Das, liebe Leserinnen und Leser, wusste schon Heinrich von Kleist. Weihnachten ist nicht selten der Zeitpunkt, an dem über das Glück im Leben nachgedacht wird. Habe ich es in den vergangenen Monaten erleben dürfen? Wenn ja, wird es so bleiben? Oder kann es noch besser kommen? Was bedeutet das Glücklichsein eigentlich? Das müssen alle Menschen für sich selbst herausfinden. Auch, wenn die vorige Woche ihre Schatten auf die glitzernde Festtagswelt geworfen hat, ist das kein Grund zu verzagen. Vielmehr sollten wir die schrecklichen Ereignisse auf dem Weihnachtsmarkt in Berlin zum Anlass nehmen, uns auf das Schöne zu besinnen. Es braucht keine teuren Geschenke. Die Möglichkeit, mit den Liebsten Zeit verbringen zu können, ist doch schon viel wert.

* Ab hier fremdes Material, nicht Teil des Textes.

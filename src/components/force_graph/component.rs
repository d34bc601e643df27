use std::cell::{Cell, RefCell};
use std::rc::Rc;

use leptos::prelude::*;
use log::debug;
use wasm_bindgen::prelude::*;
use web_sys::{CanvasRenderingContext2d, HtmlCanvasElement, MouseEvent, WheelEvent};

use super::render;
use super::state::ForceGraphState;
use super::types::{GraphEvent, GraphSettings};
use crate::graph::GraphDocument;

type SharedState = Rc<RefCell<Option<ForceGraphState>>>;
type SharedClosure = Rc<RefCell<Option<Closure<dyn FnMut()>>>>;

/// Everything that must be released when the canvas unmounts.
struct Teardown {
	state: SharedState,
	animate: SharedClosure,
	resize_cb: SharedClosure,
	frame: Rc<Cell<Option<i32>>>,
}

impl Teardown {
	fn run(&self) {
		if let Some(ref mut s) = *self.state.borrow_mut() {
			s.dispose();
		}
		if let Some(window) = web_sys::window() {
			if let Some(id) = self.frame.take() {
				let _ = window.cancel_animation_frame(id);
			}
			if let Some(cb) = self.resize_cb.borrow_mut().take() {
				let _ = window
					.remove_event_listener_with_callback("resize", cb.as_ref().unchecked_ref());
			}
		}
		self.animate.borrow_mut().take();
		debug!("force graph canvas disposed");
	}
}

fn measure(
	canvas: &HtmlCanvasElement,
	fullscreen: bool,
	width: Option<f64>,
	height: Option<f64>,
) -> (f64, f64) {
	let window_dim = |dim: Result<JsValue, JsValue>| dim.ok().and_then(|v| v.as_f64());
	if fullscreen {
		if let Some(window) = web_sys::window() {
			if let (Some(w), Some(h)) = (
				window_dim(window.inner_width()),
				window_dim(window.inner_height()),
			) {
				return (w, h);
			}
		}
	}
	let parent = canvas.parent_element();
	(
		width.unwrap_or_else(|| {
			parent
				.as_ref()
				.map(|p| p.client_width() as f64)
				.filter(|w| *w > 0.0)
				.unwrap_or(800.0)
		}),
		height.unwrap_or_else(|| {
			parent
				.as_ref()
				.map(|p| p.client_height() as f64)
				.filter(|h| *h > 0.0)
				.unwrap_or(600.0)
		}),
	)
}

fn local_point(canvas_ref: NodeRef<leptos::html::Canvas>, ev: &MouseEvent) -> Option<(f64, f64)> {
	let canvas: HtmlCanvasElement = canvas_ref.get_untracked()?;
	let rect = canvas.get_bounding_client_rect();
	Some((
		ev.client_x() as f64 - rect.left(),
		ev.client_y() as f64 - rect.top(),
	))
}

fn emit(on_event: Option<Callback<GraphEvent>>, event: Option<GraphEvent>) {
	if let (Some(cb), Some(event)) = (on_event, event) {
		cb.run(event);
	}
}

fn cursor_for(s: &ForceGraphState) -> &'static str {
	if s.drag.active {
		"grabbing"
	} else if s.hovered_node().is_some() {
		"pointer"
	} else {
		"grab"
	}
}

/// Live, interactive canvas for a knowledge graph.
///
/// Every change of `data` is merged into the running layout; `settings` can
/// change at any time. Hover and selection changes are reported through
/// `on_event`.
#[component]
pub fn ForceGraphCanvas(
	/// The document to show.
	#[prop(into)]
	data: Signal<GraphDocument>,
	/// Forces and per-kind visibility.
	#[prop(into, optional)]
	settings: Signal<GraphSettings>,
	/// Receives hover and selection changes.
	#[prop(optional)]
	on_event: Option<Callback<GraphEvent>>,
	/// Fill the window instead of the parent element.
	#[prop(default = false)]
	fullscreen: bool,
	/// Fixed width; defaults to the parent's.
	#[prop(default = None)]
	width: Option<f64>,
	/// Fixed height; defaults to the parent's.
	#[prop(default = None)]
	height: Option<f64>,
) -> impl IntoView {
	let canvas_ref = NodeRef::<leptos::html::Canvas>::new();
	let (cursor, set_cursor) = signal("grab");
	let state: SharedState = Rc::new(RefCell::new(None));
	let animate: SharedClosure = Rc::new(RefCell::new(None));
	let resize_cb: SharedClosure = Rc::new(RefCell::new(None));
	let frame = Rc::new(Cell::new(None::<i32>));

	let teardown = StoredValue::new_local(Teardown {
		state: state.clone(),
		animate: animate.clone(),
		resize_cb: resize_cb.clone(),
		frame: frame.clone(),
	});
	on_cleanup(move || {
		teardown.try_with_value(Teardown::run);
	});

	let (state_init, animate_init, resize_cb_init, frame_init) =
		(state.clone(), animate.clone(), resize_cb.clone(), frame.clone());
	Effect::new(move |_| {
		let Some(canvas) = canvas_ref.get() else {
			return;
		};
		if state_init.borrow().is_some() {
			return;
		}
		let Some(window) = web_sys::window() else {
			return;
		};
		let Some(ctx) = canvas
			.get_context("2d")
			.ok()
			.flatten()
			.and_then(|c| c.dyn_into::<CanvasRenderingContext2d>().ok())
		else {
			log::error!("2d canvas context unavailable");
			return;
		};

		let (w, h) = measure(&canvas, fullscreen, width, height);
		canvas.set_width(w as u32);
		canvas.set_height(h as u32);
		let mut initial = ForceGraphState::new(w, h, settings.get_untracked(), js_sys::Date::now() as u64);
		initial.set_data(&data.get_untracked());
		*state_init.borrow_mut() = Some(initial);

		let (state_resize, canvas_resize) = (state_init.clone(), canvas.clone());
		*resize_cb_init.borrow_mut() = Some(Closure::new(move || {
			let (nw, nh) = measure(&canvas_resize, fullscreen, width, height);
			canvas_resize.set_width(nw as u32);
			canvas_resize.set_height(nh as u32);
			if let Some(ref mut s) = *state_resize.borrow_mut() {
				s.resize(nw, nh);
			}
		}));
		if let Some(ref cb) = *resize_cb_init.borrow() {
			let _ = window.add_event_listener_with_callback("resize", cb.as_ref().unchecked_ref());
		}

		let (state_anim, animate_inner, frame_inner) =
			(state_init.clone(), animate_init.clone(), frame_init.clone());
		*animate_init.borrow_mut() = Some(Closure::new(move || {
			frame_inner.set(None);
			let mut keep_going = false;
			if let Some(ref mut s) = *state_anim.borrow_mut() {
				keep_going = !s.is_disposed();
				let ticked = s.tick();
				let dirty = s.take_dirty();
				if ticked || dirty {
					render::render(s, &ctx);
				}
			}
			if !keep_going {
				return;
			}
			if let (Some(cb), Some(win)) = (animate_inner.borrow().as_ref(), web_sys::window()) {
				frame_inner.set(win.request_animation_frame(cb.as_ref().unchecked_ref()).ok());
			}
		}));
		if let Some(ref cb) = *animate_init.borrow() {
			frame_init.set(window.request_animation_frame(cb.as_ref().unchecked_ref()).ok());
		}
	});

	let state_data = state.clone();
	Effect::new(move |_| {
		let doc = data.get();
		if let Some(ref mut s) = *state_data.borrow_mut() {
			let outcome = s.set_data(&doc);
			debug!(
				"graph merged: {:?}, {} nodes, alpha {:.3} toward {}",
				outcome.kind,
				doc.nodes.len(),
				s.layout.alpha(),
				s.layout.alpha_target()
			);
		}
	});

	let state_settings = state.clone();
	Effect::new(move |_| {
		let next = settings.get();
		let event = state_settings
			.borrow_mut()
			.as_mut()
			.and_then(|s| s.update_settings(next));
		emit(on_event, event);
	});

	let state_md = state.clone();
	let on_mousedown = move |ev: MouseEvent| {
		let Some((x, y)) = local_point(canvas_ref, &ev) else {
			return;
		};
		if let Some(ref mut s) = *state_md.borrow_mut() {
			s.pointer_down(x, y);
			set_cursor.set(cursor_for(s));
		}
	};

	let state_mm = state.clone();
	let on_mousemove = move |ev: MouseEvent| {
		let Some((x, y)) = local_point(canvas_ref, &ev) else {
			return;
		};
		let event = state_mm.borrow_mut().as_mut().and_then(|s| {
			let event = s.pointer_move(x, y);
			set_cursor.set(cursor_for(s));
			event
		});
		emit(on_event, event);
	};

	let state_mu = state.clone();
	let on_mouseup = move |ev: MouseEvent| {
		let Some((x, y)) = local_point(canvas_ref, &ev) else {
			return;
		};
		let event = state_mu.borrow_mut().as_mut().and_then(|s| {
			let event = s.pointer_up(x, y);
			set_cursor.set(cursor_for(s));
			event
		});
		emit(on_event, event);
	};

	let state_ml = state.clone();
	let on_mouseleave = move |_: MouseEvent| {
		let event = state_ml.borrow_mut().as_mut().and_then(|s| s.pointer_leave());
		set_cursor.set("grab");
		emit(on_event, event);
	};

	let state_wh = state;
	let on_wheel = move |ev: WheelEvent| {
		ev.prevent_default();
		let Some((x, y)) = local_point(canvas_ref, &ev) else {
			return;
		};
		if let Some(ref mut s) = *state_wh.borrow_mut() {
			s.wheel(x, y, ev.delta_y());
		}
	};

	view! {
		<canvas
			node_ref=canvas_ref
			class="force-graph-canvas"
			aria-label="Knowledge graph visualization"
			on:mousedown=on_mousedown
			on:mousemove=on_mousemove
			on:mouseup=on_mouseup
			on:mouseleave=on_mouseleave
			on:wheel=on_wheel
			style="display: block;"
			style:cursor=move || cursor.get()
		/>
	}
}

Das kann der ganze Kommerz nicht aufwiegen. Ich wünsche Ihnen, dass Sie die Hektik beiseite schieben können. Und dass es Ihnen gelingt, sich auf das zu freuen, was noch vor Ihnen liegt. Bitte genießen Sie die Weihnachtstage, lassen Sie sich verwöhnen und bleiben Sie Ihrem Ich treu.